Deli items include German Rye bread, as well as the meats that arrive weekly from New Jersey, Chicago; even Seattle’s Pike Place Market. The meats, Kiki continues, all are fresh and “cut to order.”
Owning the Deli/Bakery was ideal for Kiki who’d studied baking while in Germany. He arrives at the shop early to begin each day’s baking.
“All the breads are baked fresh daily,” he said, adding that day-old items are reduced in price, and whatever remains is delivered to the Lakewood VA Hospital’s Food Bank.
This time of year particularly, thousands flock to the Mt. Tahoma Drive business, buying grocery items such as jams, gummi candies, cheeses, bratwurst, knockwurst, even international newspapers and magazines…you get the idea.
The miniature foil-wrapped chocolate bottles, filled with liqueur, are an especially popular item. A customer phoned that afternoon and ordered three 48-bottle boxes.

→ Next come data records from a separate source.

pub mod analyzer;
pub mod classifier;
pub mod error;
pub mod executable_utils;
pub mod model;
pub mod processor;
pub mod queue;
pub mod rules;
pub mod scorers;
pub mod tables;

#[cfg(any(test, feature = "test-utils"))]
pub mod test_utils;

My own purchases? An assortment of wursts, a small container of potato salad, pretzel bread, an iced pretzel cake, a bottle of Gewürztraminer and a foil-wrapped chocolate bottle. (To accompany the pfeffernuse and stollen that my sisters mailed from the ‘Burgh.)
Fröehlich Weinachten, y’all!
Not to overlook the German Pastry Shop that’s next door—actually, across the hallway, but Dominique and Sandra Lalague’s pastry and coffee shop is equally as popular—Apple Strudel is my favorite, while my daughter—who speaks the language better than I—loves the marzipan-frosted cakes.